A huge cloud of ash came whipping around the corner of a building in Lower Manhattan, swallowing first the daylight and then her. When the dust cloud had her in its suffocating grip, it lifted her off the ground and threw her down, where she lay until fear compelled her once more to her feet and darkness engulfed her once again.
"At this point I laid down and I started saying my prayers," said the woman, an emergency medical technician named Renae O'Carroll who was responding to the attack at the World Trade Center on Sept. 11, when she became lost in a perilous hail of debris. She saw "big bolts of fire, fire balls" and then a bright light she accepted as a beacon of the afterlife. "I said to myself at the moment: 'I guess this is the light, I guess this is my time.' I felt it was opening up and it was my time to go."

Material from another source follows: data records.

// src/showcase/links.rs
// =============================================================================
// Decides where a card's buttons point.
//
// Live link, first match wins:
// 1. `homepage` is an absolute http(s) URL with a host -> use it (LiveDemo)
// 2. otherwise guess GitHub Pages: https://{owner}.github.io/{name}/
//    (PagesGuess, never checked over the network)
// 3. if even that cannot be built (odd owner login) -> the code page
//
// Code link: always the repository's html_url.
//
// Everything here is pure: no I/O and no error path.
//
// Rust concepts:
// - Option chaining with ? inside functions that return Option
// - url::Url for parsing instead of string prefix checks
// =============================================================================

use serde::Serialize;
use url::Url;

use crate::github::RepositorySummary;

/// Where a resolved link came from.
#[derive(Debug, Clone, Copy, PartialEq, Eq, Serialize)]
#[serde(rename_all = "snake_case")]
pub enum LinkKind {
    /// The homepage set on the repository
    LiveDemo,
    /// Constructed GitHub Pages address, may not exist
    PagesGuess,
    /// The repository page on GitHub
    CodePage,
}

#[derive(Debug, Clone, PartialEq, Eq, Serialize)]
pub struct ResolvedLink {
    pub url: String,
    pub kind: LinkKind,
}

impl ResolvedLink {
    /// True only for a homepage the owner actually set.
    pub fn is_live_demo(&self) -> bool {
        self.kind == LinkKind::LiveDemo
    }
}

/// Resolves the "live" link for a card.
pub fn resolve_live_target(repo: &RepositorySummary, owner_login: &str) -> ResolvedLink {
    if let Some(homepage) = repo.homepage.as_deref().and_then(valid_homepage) {
        return ResolvedLink {
            url: homepage.to_string(),
            kind: LinkKind::LiveDemo,
        };
    }

    match pages_url(owner_login, &repo.name) {
        Some(url) => ResolvedLink {
            url,
            kind: LinkKind::PagesGuess,
        },
        None => resolve_code_target(repo),
    }
}

/// Resolves the "code" link for a card.
pub fn resolve_code_target(repo: &RepositorySummary) -> ResolvedLink {
    ResolvedLink {
        url: repo.html_url.clone(),
        kind: LinkKind::CodePage,
    }
}

// Returns the trimmed homepage if it is a usable http(s) URL
fn valid_homepage(homepage: &str) -> Option<&str> {
    // Owners often leave stray spaces around the homepage field
    let trimmed = homepage.trim();

    // Relative text like "example.com" fails to parse, which is what we want
    let url = Url::parse(trimmed).ok()?;

    // ftp:, mailto: etc. parse fine but are not something to open as a demo
    let web = matches!(url.scheme(), "http" | "https");
    let has_host = url.host_str().map_or(false, |host| !host.is_empty());
    (web && has_host).then_some(trimmed)
}

fn pages_url(owner_login: &str, repo_name: &str) -> Option<String> {
    // github.io hosts are lowercase; Url would lowercase them too, but the
    // host comparison below needs the same spelling
    let owner = owner_login.trim().to_lowercase();
    if owner.is_empty() {
        return None;
    }

    // Fails for logins with characters a host name can't contain (spaces...)
    let mut url = Url::parse(&format!("https://{}.github.io/", owner)).ok()?;

    // Must still be a github.io host, an owner like "evil.com/x" would not be
    if url.host_str()? != format!("{}.github.io", owner) {
        return None;
    }
    // push() percent-encodes the name; the empty segment adds the trailing slash
    url.path_segments_mut()
        .ok()?
        .pop_if_empty()
        .push(repo_name)
        .push("");
    Some(url.to_string())
}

"I was getting ready to die," recalled Ms. O'Carroll, who had been loading a patient into her ambulance at Church and Vesey Streets when she was caught in the north tower's collapse. "And that's when I put my head to the left to see what the light was, and I felt glass. What happened to me was just a miracle. The glass door opened up. It was a door. It was opened up, and it felt like someone put their hands under me, just pulled me, picked me up and pulled me."
Ms. O'Carroll's experience is but one story among thousands that played out in the city that day - in varying degrees of horror, heroism, detachment and poignancy - and her odyssey, recorded by the Fire Department one mild fall day at her Brooklyn station five weeks after the attacks, is neither explosive in its heroics nor unduly gruesome in its details. Yet her oral history, among the hundreds that the city of New York released Friday along with dispatchers' tapes and phone logs of 9/11, is incredible all the same for its mix of modesty, luck and candidness about seemingly small steps at surviving an ordeal that others could bring themselves to recount only in the briefest of terms.
When Ms. O'Carroll found the glass door and pushed through it, she tumbled down some stairs and landed in what she said appeared to be a basement.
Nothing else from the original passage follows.